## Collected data

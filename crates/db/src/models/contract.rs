//! Contract entity model, DTOs, and list filter.

use clientele_core::payments;
use clientele_core::types::{DbId, Timestamp};
use serde::Deserialize;
use sqlx::FromRow;
use validator::Validate;

/// Full contract row from the `contracts` table.
///
/// `is_signed` and `is_paid` are independent flags: `is_paid` is never
/// derived from `remaining_amount`, and the update path may set them into
/// disagreement. That looseness is a documented property, not a bug.
#[derive(Debug, Clone, FromRow)]
pub struct Contract {
    pub id: DbId,
    pub name: String,
    pub description: Option<String>,
    pub client_id: DbId,
    /// The servicing commercial, always the client's commercial at creation.
    pub commercial_id: DbId,
    pub total_amount: f64,
    pub remaining_amount: f64,
    pub is_signed: bool,
    pub is_paid: bool,
    pub created_at: Timestamp,
    pub updated_at: Timestamp,
}

impl Contract {
    /// Whether the full amount has been collected (independent of `is_paid`).
    pub fn is_fully_paid(&self) -> bool {
        payments::is_fully_paid(self.remaining_amount)
    }
}

/// DTO for creating a contract.
///
/// There is no `commercial_id` and no `remaining_amount` here: the first is
/// forced to the client's commercial, the second initializes to
/// `total_amount`.
#[derive(Debug, Clone, Deserialize, Validate)]
pub struct CreateContract {
    #[validate(length(min = 1, max = 100))]
    pub name: String,
    pub description: Option<String>,
    pub client_id: DbId,
    pub total_amount: f64,
    pub is_signed: bool,
    pub is_paid: bool,
}

/// DTO for updating a contract. Only non-`None` fields are applied.
#[derive(Debug, Clone, Default, Deserialize)]
pub struct UpdateContract {
    pub name: Option<String>,
    pub description: Option<String>,
    pub total_amount: Option<f64>,
    pub remaining_amount: Option<f64>,
    pub is_signed: Option<bool>,
    pub is_paid: Option<bool>,
}

/// Relational filters for contract listings. All optional, combined with AND.
#[derive(Debug, Clone, Copy, Default)]
pub struct ContractFilter {
    pub client_id: Option<DbId>,
    pub commercial_id: Option<DbId>,
    pub is_signed: Option<bool>,
    pub is_paid: Option<bool>,
}
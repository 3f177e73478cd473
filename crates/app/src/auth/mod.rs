//! Authentication: credential verification and session lifecycle.

pub mod password;
pub mod session;

use clientele_core::error::CoreError;
use clientele_db::models::user::User;
use clientele_db::repositories::UserRepo;
use clientele_db::DbPool;

use crate::error::{AppError, AppResult};
use session::{Session, SessionStore};

/// Authenticate a (username, password) pair and issue a session.
///
/// On success the session record replaces any prior one in the store and the
/// session value is returned for explicit threading through the operation
/// layer. Unknown usernames and wrong passwords fail identically.
pub async fn authenticate(
    pool: &DbPool,
    store: &SessionStore,
    username: &str,
    password: &str,
) -> AppResult<Session> {
    // 1. Find the user by username.
    let user = UserRepo::find_by_username(pool, username).await?.ok_or_else(|| {
        CoreError::AuthenticationFailed("Invalid username or password".into())
    })?;

    // 2. Verify the password against the stored verifier.
    let password_valid = password::verify_password(password, &user.password_hash)
        .map_err(|e| AppError::Internal(format!("Password verification error: {e}")))?;

    if !password_valid {
        return Err(
            CoreError::AuthenticationFailed("Invalid username or password".into()).into(),
        );
    }

    // 3. Issue and persist the session, replacing any prior record.
    let session = Session::issue(&user);
    store.save(&session)?;

    tracing::info!(username = %user.username, role = %user.role, "login successful");
    Ok(session)
}

/// Resolve the current actor from the session store.
///
/// Returns `None` when no live session exists or when the session points at
/// a user that no longer exists.
pub async fn current_actor(pool: &DbPool, store: &SessionStore) -> AppResult<Option<User>> {
    let Some(session) = store.current() else {
        return Ok(None);
    };
    Ok(UserRepo::find_by_id(pool, session.user_id).await?)
}

/// End the current session. Idempotent; returns whether one existed.
pub fn end_session(store: &SessionStore) -> bool {
    let existed = store.clear();
    if existed {
        tracing::info!("logout successful");
    }
    existed
}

## GOAL OF THE EXERCISE
Using the entries above, output exactly the lines between the line holding "#[derive(Debug, Clone, Copy, Default)]" and the line holding "session points at", end lines included, and nothing more.

## SOLUTION TO THE PROBLEM
#[derive(Debug, Clone, Copy, Default)]
pub struct ContractFilter {
    pub client_id: Option<DbId>,
    pub commercial_id: Option<DbId>,
    pub is_signed: Option<bool>,
    pub is_paid: Option<bool>,
}
repository 3f177e73478cd473
filename crates/app/src/auth/mod.rs
//! Authentication: credential verification and session lifecycle.

pub mod password;
pub mod session;

use clientele_core::error::CoreError;
use clientele_db::models::user::User;
use clientele_db::repositories::UserRepo;
use clientele_db::DbPool;

use crate::error::{AppError, AppResult};
use session::{Session, SessionStore};

/// Authenticate a (username, password) pair and issue a session.
///
/// On success the session record replaces any prior one in the store and the
/// session value is returned for explicit threading through the operation
/// layer. Unknown usernames and wrong passwords fail identically.
pub async fn authenticate(
    pool: &DbPool,
    store: &SessionStore,
    username: &str,
    password: &str,
) -> AppResult<Session> {
    // 1. Find the user by username.
    let user = UserRepo::find_by_username(pool, username).await?.ok_or_else(|| {
        CoreError::AuthenticationFailed("Invalid username or password".into())
    })?;

    // 2. Verify the password against the stored verifier.
    let password_valid = password::verify_password(password, &user.password_hash)
        .map_err(|e| AppError::Internal(format!("Password verification error: {e}")))?;

    if !password_valid {
        return Err(
            CoreError::AuthenticationFailed("Invalid username or password".into()).into(),
        );
    }

    // 3. Issue and persist the session, replacing any prior record.
    let session = Session::issue(&user);
    store.save(&session)?;

    tracing::info!(username = %user.username, role = %user.role, "login successful");
    Ok(session)
}

/// Resolve the current actor from the session store.
///
/// Returns `None` when no live session exists or when the session points at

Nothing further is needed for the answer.